Review of Roger Simon's Director's Cut and some commiserating
See, Roger, like many others including yours truly, has crossed the border from the far left. I'm not saying Roger is part of the Vast Right Wing Conspiracy, but - well, I'll let him tell you:
Some old friends of mine, not that many but a few, didn't show up at the Moses Wine Tasting Party in L.A… and I know why—politics. They think I have deserted la causa. I am not the radical-liberal I used to be. Perhaps they are right to some extent. I could make my explanations, but they are entitled to their opinion. Still, it hurts.
I've lost quite a few friends in most public fashion since I abandoned the cause of the left. Funny that, because I never was quite sure what the exact cause was. Were we trying to save the world or were we just a big old Let's Hate George Bush club?
Anyhow, Roger's newest book, Director's Cut, received a not-so-nice review in the San Francisco Chronicle. Who cares about the Chron? Who cares about anything from the city that brings you Mark Morford?
DC did get a rather nice write up at Weekly Standard, which would sooth anyone's feelings. But honestly, you have not made it in literature until you have received a rousing review from A Small Victory. Sure, I made that up, but you all know by now that I am prone to bouts of delusion.
I just happened to finish Director's Cut this weekend. Thus, a review.
Ok, I'm not really good at writing reviews, especially when I know the person whose book I'm reviewing will be reading it. So let me say this: Every time I thought I had the story figured out, it turned out I didn't, which is a testament to Roger's skills as a storyteller. Nothing was telegraphed. In fact, the turn of events left me quite suprised. So often, stories like this - with twists and turns and the unexpected - often go limp at some point because the twists and turns ring false. Not so in Director's Cut.
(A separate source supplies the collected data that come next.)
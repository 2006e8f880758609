//! Input vocabulary shared between the session and the shell.

use serde::{Deserialize, Serialize};

/// Mouse button identifiers.
#[derive(Debug, Clone, Copy, PartialEq, Eq, Hash, Serialize, Deserialize)]
pub enum MouseButton {
    Left,
    Right,
    Middle,
}

/// Modifier keys state.
#[derive(Debug, Clone, Copy, Default, PartialEq, Eq, Serialize, Deserialize)]
pub struct Modifiers {
    pub shift: bool,
    pub ctrl: bool,
    pub alt: bool,
    pub meta: bool,
}

impl Modifiers {
    /// The modifier that momentarily forces mark creation.
    pub fn forces_mark(&self) -> bool {
        self.shift
    }
}

/// Editing keys the session dispatches on.
///
/// Undo/redo chords are not listed: the shell routes those to the store
/// directly, independent of mode.
#[derive(Debug, Clone, Copy, PartialEq, Eq, Hash, Serialize, Deserialize)]
pub enum Key {
    Escape,
    Delete,
    Backspace,
}

#[cfg(test)]
mod tests {
    use super::*;

    #[test]
    fn test_default_modifiers_force_nothing() {
        assert!(!Modifiers::default().forces_mark());
    }

    #[test]
    fn test_shift_forces_mark() {
        let modifiers = Modifiers {
            shift: true,
            ..Modifiers::default()
        };
        assert!(modifiers.forces_mark());
    }
}
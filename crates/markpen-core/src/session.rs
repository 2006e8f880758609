//! Interaction state machine for editing gestures.

use crate::input::{Key, Modifiers, MouseButton};
use crate::mark::{Mark, MarkStyle};
use crate::selection::{
    MoveState, ResizeState, apply_corner_resize, handle_hit_extent, hit_test_handles,
};
use crate::store::MarkStore;
use crate::viewport::Viewport;
use kurbo::{Point, Size};
use serde::{Deserialize, Serialize};

/// Minimum extent a creation drag must exceed on both axes, in image units.
pub const MIN_MARK_SIZE: f64 = 2.0;

/// Persistent editing mode.
#[derive(Debug, Clone, Copy, PartialEq, Eq, Hash, Serialize, Deserialize, Default)]
pub enum Mode {
    #[default]
    Move,
    Select,
    Mark,
}

/// Transient gesture state.
#[derive(Debug, Clone, Default)]
pub enum Gesture {
    /// No gesture in progress.
    #[default]
    Idle,
    /// Dragging out a new mark.
    Creating {
        /// Anchor corner in image coordinates.
        start: Point,
        /// Far corner in image coordinates.
        current: Point,
    },
    /// Dragging the canvas.
    Panning {
        /// Last pointer position in screen coordinates.
        last_screen: Point,
    },
    /// Dragging the selected marks.
    Moving(MoveState),
    /// Dragging a corner handle of a selected mark.
    Resizing(ResizeState),
}

/// The interaction session: persistent mode, transient gesture, and the
/// active pen style.
///
/// Pointer methods take screen coordinates and convert through the
/// viewport themselves; drag origins are captured in image space so a
/// zoom mid-drag keeps the anchoring intact.
#[derive(Debug, Clone)]
pub struct EditorSession {
    /// Persistent mode, user- or auto-selected.
    pub mode: Mode,
    /// Gesture in progress.
    pub gesture: Gesture,
    /// Style applied to newly created marks.
    pub style: MarkStyle,
    /// Native size of the image being annotated.
    image_size: Size,
}
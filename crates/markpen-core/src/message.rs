//! Messages crossing the editor/host boundary.
//!
//! The host receives exactly one message kind: a rendered PNG wrapped
//! in a data URL, e.g.
//! { "type": "save-image", "dataUrl": "data:image/png;base64,..." }

use serde::{Deserialize, Serialize};

/// Prefix of a PNG data URL.
const PNG_DATA_URL_PREFIX: &str = "data:image/png;base64,";

/// Messages sent to the host.
#[derive(Debug, Clone, PartialEq, Eq, Serialize, Deserialize)]
#[serde(tag = "type", rename_all = "kebab-case")]
pub enum HostMessage {
    /// Ask the host to persist a rendered image.
    SaveImage {
        #[serde(rename = "dataUrl")]
        data_url: String,
    },
}

impl HostMessage {
    /// Wrap encoded PNG bytes for the host.
    pub fn save_image(png_bytes: &[u8]) -> Self {
        Self::SaveImage {
            data_url: png_data_url(png_bytes),
        }
    }

    /// Serialize for the wire.
    pub fn to_json(&self) -> serde_json::Result<String> {
        serde_json::to_string(self)
    }
}

/// Encode PNG bytes as a data URL.
pub fn png_data_url(png_bytes: &[u8]) -> String {
    use base64::{Engine, engine::general_purpose::STANDARD};
    format!("{PNG_DATA_URL_PREFIX}{}", STANDARD.encode(png_bytes))
}

/// Decode a PNG data URL back into bytes.
///
/// Returns `None` for other URL schemes or corrupt base64.
pub fn png_from_data_url(data_url: &str) -> Option<Vec<u8>> {
    use base64::{Engine, engine::general_purpose::STANDARD};
    let encoded = data_url.strip_prefix(PNG_DATA_URL_PREFIX)?;
    STANDARD.decode(encoded).ok()
}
I can see where some of Roger's radical ex-friends got the idea that he abandoned their cause, whatever it was. Moses Wine, our detective hero, is a former radical hippie himself, now changed as much as the world has changed post 9/11. The novel manages to get in some decent swipes at the idealism of the far left and the cause celebre of that other radical sect out there, Hating America.
But Moses is a grounded kind of guy, just as Roger's writing is very grounded, and the swipes at both the left and beauracratic bungling of terrorist threats are made by someone who knows of what he speaks - I'll let you decide if is Roger Simon or Moses Wine doing the talking.
Besides all the politcs involved, we get a nice glimpse of what it's like to direct a film and like I said after reviewing Lost in La Mancha the other day, I have given up that dream because it just seems to damn hard and aggravating.
Director's Cut can be considered historical fiction, what with it's time frame of post 9/11 anxiety and fear, and its inclusion of everything from the Holocaust to the new wave of airport security.
Screw the Chron and the tree huggers. I loved the book. That's all that matters.
This wasn't really a very good book review. It was more of a go-buy-the-book-and-read-it-yourself review and also a go-to-Roger's-weblog urging.
Anyhow, all of us leftie expats should form a club. We can sit around and laugh out our naivete former selves.